So one degree of stepper motor is equal to OneDegreeOfStepperMotorInDegreesOfPaperFeederCoefficient = 1 / ((24 / 12) * (28 / 13) * (40 / 12) * (21 / 12)) ≈ 0.03979591836 degrees of paper feeder.
It is experimentally investigated that the stepper motor has to do 40 steps to do a 360-degree rotation, so one step is OneStepOfStepperMotorInDegrees = 360 / 40 = 9 degrees.
The paper feeder has a diameter of 6.70mm and the middle of feeder slides through a caliper freely at 6.70mm [Caliper], however, it is quite soft, so under pressure it may become 6.50mm or so. The circumference is pi * diameter = FeederCircumference6.7mm = (6.7 * pi) ≈ 21.0486707791 millimeters. The 6.5mm is FeederCircumference6.5mm = (6.5 * pi) ≈ 20.4203522483 millimeters.
One degree of turning the paper feeder is OneDegreeFeederCircumference6.7mm = (FeederCircumference6.7mm / 360) ≈ 0.05846852994, OneDegreeFeederCircumference6.5mm = (FeederCircumference6.5mm / 360) ≈ 0.05672320068 millimeters.
So, one step of stepper motor is equal to OneStepOfStepperMotorInDegreesOfFeeder = OneStepOfStepperMotorInDegrees * OneDegreeOfStepperMotorInDegreesOfPaperFeederCoefficient ≈ 0.3581632653 degrees of turn of paper feeder, which is equal to OneStepOfStepperMotorInMillimetersOfPaper6.7mm = OneStepOfStepperMotorInDegreesOfFeeder * OneDegreeFeederCircumference6.7mm ≈ 0.0209412796 millimeters or if we assume that feeder has 6.5mm diameter, OneStepOfStepperMotorInMillimetersOfPaper6.5mm = OneStepOfStepperMotorInDegreesOfFeeder * OneDegreeFeederCircumference6.5mm ≈ 0.02031616677 millimeters.

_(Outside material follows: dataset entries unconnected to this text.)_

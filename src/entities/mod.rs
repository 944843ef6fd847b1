// Entity Models
//
// - Bank: static registry of institutions (full + weighted lists)
// - Account: provider-confirmed account details
// - Card: issuer metadata for a 6-digit card BIN

pub mod bank;
pub mod account;
pub mod card;

pub use bank::{
    all_banks, find_bank, get_bank, load_banks, resolve_bank_code, weighted_banks, Bank, BankKey,
};
pub use account::AccountDetails;
pub use card::{validate_card_bin, CardBin, CARD_BIN_LENGTH};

This means that one millimeter is equal to StepsOfStepperMotor6.7mmInOneMillimeter = 1 / OneStepOfStepperMotorInMillimetersOfPaper6.7mm ≈ 47.7525738171 steps or if assume 6.5mm feeder diameter: StepsOfStepperMotor6.5mmInOneMillimeter = 1 / OneStepOfStepperMotorInMillimetersOfPaper6.5mm ≈ 49.2218837807 steps
The width of the printer head is 48mm so in one millimeter there are PixelsInOneMM = 576 / 48 = 12 pixels. Pixels have to be square so the height of the printed pixel should be the same as the width of the printed pixel, so we can just calculate the number of pixels fitting in the 1mm width and assume that it is the same number as pixels fitting in the 1mm height.

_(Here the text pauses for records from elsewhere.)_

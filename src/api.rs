// 🌐 REST API - axum router over the registry, engine, and validator

use crate::entities::{all_banks, get_bank, resolve_bank_code, weighted_banks, Bank, BankKey};
use crate::error::NubanError;
use crate::nuban::{compute_check_digit, get_possible_issuers, validate_account_number, SERIAL_LENGTH};
use crate::providers::{Provider, ProviderError};
use crate::validator::{ValidationError, Validator};
use axum::{
    extract::{Path, Query, State},
    http::StatusCode,
    response::{IntoResponse, Json, Response},
    routing::get,
    Router,
};
use serde::{Deserialize, Serialize};
use tower_http::cors::CorsLayer;
use tower_http::trace::TraceLayer;

/// Shared application state
#[derive(Clone)]
pub struct AppState {
    validator: Validator,
}

/// API Response wrapper
#[derive(Debug, Serialize, Deserialize)]
pub struct ApiResponse<T> {
    pub success: bool,
    #[serde(skip_serializing_if = "Option::is_none")]
    pub data: Option<T>,
    #[serde(skip_serializing_if = "Option::is_none")]
    pub error: Option<String>,
}

impl<T> ApiResponse<T> {
    fn ok(data: T) -> Self {
        Self {
            success: true,
            data: Some(data),
            error: None,
        }
    }

    fn err(message: String) -> Self {
        Self {
            success: false,
            data: None,
            error: Some(message),
        }
    }
}

/// Error → status code + wrapped message
#[derive(Debug)]
pub struct ApiError(StatusCode, String);

impl IntoResponse for ApiError {
    fn into_response(self) -> Response {
        (self.0, Json(ApiResponse::<()>::err(self.1))).into_response()
    }
}

impl From<NubanError> for ApiError {
    fn from(err: NubanError) -> Self {
        let status = match err {
            NubanError::UnknownBank(_) => StatusCode::NOT_FOUND,
            _ => StatusCode::BAD_REQUEST,
        };
        ApiError(status, err.to_string())
    }
}

impl From<ProviderError> for ApiError {
    fn from(err: ProviderError) -> Self {
        let status = match err {
            ProviderError::UnknownProvider(_) => StatusCode::BAD_REQUEST,
            ProviderError::MissingSecretKey(_) => StatusCode::SERVICE_UNAVAILABLE,
            _ => StatusCode::BAD_GATEWAY,
        };
        ApiError(status, err.to_string())
    }
}

impl From<ValidationError> for ApiError {
    fn from(err: ValidationError) -> Self {
        match err {
            ValidationError::Nuban(e) => e.into(),
            ValidationError::Provider(e) => e.into(),
        }
    }
}

type ApiResult<T> = Result<Json<ApiResponse<T>>, ApiError>;

fn parse_provider(provider: Option<String>) -> Result<Option<Provider>, ApiError> {
    provider
        .filter(|p| !p.trim().is_empty())
        .map(|p| p.parse::<Provider>())
        .transpose()
        .map_err(ApiError::from)
}

// ============================================================================
// Query / response types
// ============================================================================

#[derive(Debug, Deserialize)]
pub struct ListQuery {
    #[serde(default)]
    weighted: bool,
}

#[derive(Debug, Deserialize)]
pub struct CheckDigitQuery {
    serial: String,
    bank_code: String,
}

#[derive(Debug, Serialize, Deserialize)]
pub struct CheckDigitResponse {
    pub serial: String,
    pub bank_code: String,
    pub check_digit: u8,
    /// Padded serial followed by the check digit
    pub account_number: String,
}

#[derive(Debug, Deserialize)]
pub struct ValidateQuery {
    account_number: String,
    bank_code: String,
    provider: Option<String>,
}

#[derive(Debug, Deserialize)]
pub struct ProviderQuery {
    provider: Option<String>,
}

fn candidates(weighted: bool) -> &'static [Bank] {
    if weighted {
        weighted_banks()
    } else {
        all_banks()
    }
}

// ============================================================================
// API Handlers
// ============================================================================

/// GET /api/health - Health check
async fn health_check() -> impl IntoResponse {
    Json(ApiResponse::ok("OK"))
}

/// GET /api/banks?weighted=true - List the registry
async fn list_banks(Query(query): Query<ListQuery>) -> Json<ApiResponse<&'static [Bank]>> {
    Json(ApiResponse::ok(candidates(query.weighted)))
}

/// GET /api/banks/:slug - Lookup by slug
async fn bank_by_slug(Path(slug): Path<String>) -> ApiResult<Bank> {
    get_bank(&slug, BankKey::Slug)
        .cloned()
        .map(|bank| Json(ApiResponse::ok(bank)))
        .ok_or_else(|| ApiError(StatusCode::NOT_FOUND, format!("Unknown bank slug: {}", slug)))
}

/// GET /api/banks/code/:code - Lookup by 6-digit or legacy 3-digit code
async fn bank_by_code(Path(code): Path<String>) -> ApiResult<Bank> {
    let bank = resolve_bank_code(&code).ok_or(NubanError::UnknownBank(code))?;
    Ok(Json(ApiResponse::ok(bank.clone())))
}

/// GET /api/check-digit?serial=..&bank_code=..
async fn check_digit(Query(query): Query<CheckDigitQuery>) -> ApiResult<CheckDigitResponse> {
    let digit = compute_check_digit(&query.serial, &query.bank_code)?;
    let account_number = format!("{:0>width$}{}", query.serial, digit, width = SERIAL_LENGTH);

    Ok(Json(ApiResponse::ok(CheckDigitResponse {
        serial: query.serial,
        bank_code: query.bank_code,
        check_digit: digit,
        account_number,
    })))
}

/// GET /api/possible-banks/:account?weighted=true
async fn possible_banks(
    Path(account_number): Path<String>,
    Query(query): Query<ListQuery>,
) -> ApiResult<Vec<Bank>> {
    validate_account_number(&account_number)?;
    let banks = get_possible_issuers(&account_number, candidates(query.weighted));
    Ok(Json(ApiResponse::ok(banks)))
}

/// GET /api/validate?account_number=..&bank_code=..&provider=..
async fn validate_account(
    State(state): State<AppState>,
    Query(query): Query<ValidateQuery>,
) -> Result<impl IntoResponse, ApiError> {
    let provider = parse_provider(query.provider)?;
    let details = state
        .validator
        .validate(&query.account_number, &query.bank_code, provider)
        .await
        .inspect_err(|e| tracing::warn!(error = %e, "account validation failed"))?;
    Ok(Json(ApiResponse::ok(details)))
}

/// GET /api/card-bin/:bin?provider=..
async fn card_bin(
    State(state): State<AppState>,
    Path(bin): Path<String>,
    Query(query): Query<ProviderQuery>,
) -> Result<impl IntoResponse, ApiError> {
    let provider = parse_provider(query.provider)?;
    let card = state
        .validator
        .resolve_card(&bin, provider)
        .await
        .inspect_err(|e| tracing::warn!(error = %e, "card BIN lookup failed"))?;
    Ok(Json(ApiResponse::ok(card)))
}

// ============================================================================
// Router
// ============================================================================

/// Build the full application router
pub fn router(validator: Validator) -> Router {
    let state = AppState { validator };

    let api_routes = Router::new()
        .route("/health", get(health_check))
        .route("/banks", get(list_banks))
        .route("/banks/:slug", get(bank_by_slug))
        .route("/banks/code/:code", get(bank_by_code))
        .route("/check-digit", get(check_digit))
        .route("/possible-banks/:account", get(possible_banks))
        .route("/validate", get(validate_account))
        .route("/card-bin/:bin", get(card_bin))
        .with_state(state);

    Router::new()
        .nest("/api", api_routes)
        .layer(TraceLayer::new_for_http())
        .layer(CorsLayer::permissive())
}

// ============================================================================
// TESTS
// ============================================================================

So to draw one pixel, the motor has to do StepsOfStepperMotor6.7mmToDrawOnePixel = StepsOfStepperMotor6.7mmInOneMillimeter / PixelsInOneMM ≈ 3.97938115142 steps or if assume 6.5mm feeder diameter: StepsOfStepperMotor6.5mmToDrawOnePixel = StepsOfStepperMotor6.5mmInOneMillimeter / PixelsInOneMM ≈ 4.10182364839 (1 / (((360 / 40) * (1 / ((24 / 12) * (28 / 13) * (40 / 12) * (21 / 12)))) * ((6.7 * pi) / 360)) / (576 / 48)) steps which is very close to 4 in both cases.
So the stepper has to do 4 steps to move from line to line, which is the same as the number of steps the original software from PeriPage does to print a line [img] [log]
Turning on specific pixels at the 75% or 50% or 25% or 12% (...) of heating time to have more than 1 bit of color.
There are some WIP branches with different approaches.
- If "motor is turned slowly" and "the printed area in a row is large" and "the power (contrast) is high", the paper is sticking to the printing head. - only 4th motor step actually moves the paper.
- It is complicated to handle/calculate/measure heating and cooling impact on contrast of specific pixels.
- No more than 64 pixels should be turned on at the same time
- It is complicated to create a perfect pattern of changing 64 pixels to have same heating effect on all pixels with regard to the cooling effect.
- It is complicated to calculate perfect timings for turning the motor / enabling the heating / cooling / drawing the subline (on one step of motor (1 line is 4 sublines))
- When less than 64 (or typical amount) pixels are turned on, the heating effect changes due to changes of resistance of the printing head.
- There is no feasible way to increase "available time during printing" for time consuming improvements by fixing the "motor is turned slowly" issue by increasing thermal head voltage and speeding up the motor because a DC/DC converter IN:3.0-4.2v OUT:5v with support of 2-3A on the output is a somewhat big device compared to a size of a printer. (Such DC/DC converter can not be fitted inside a printer easily)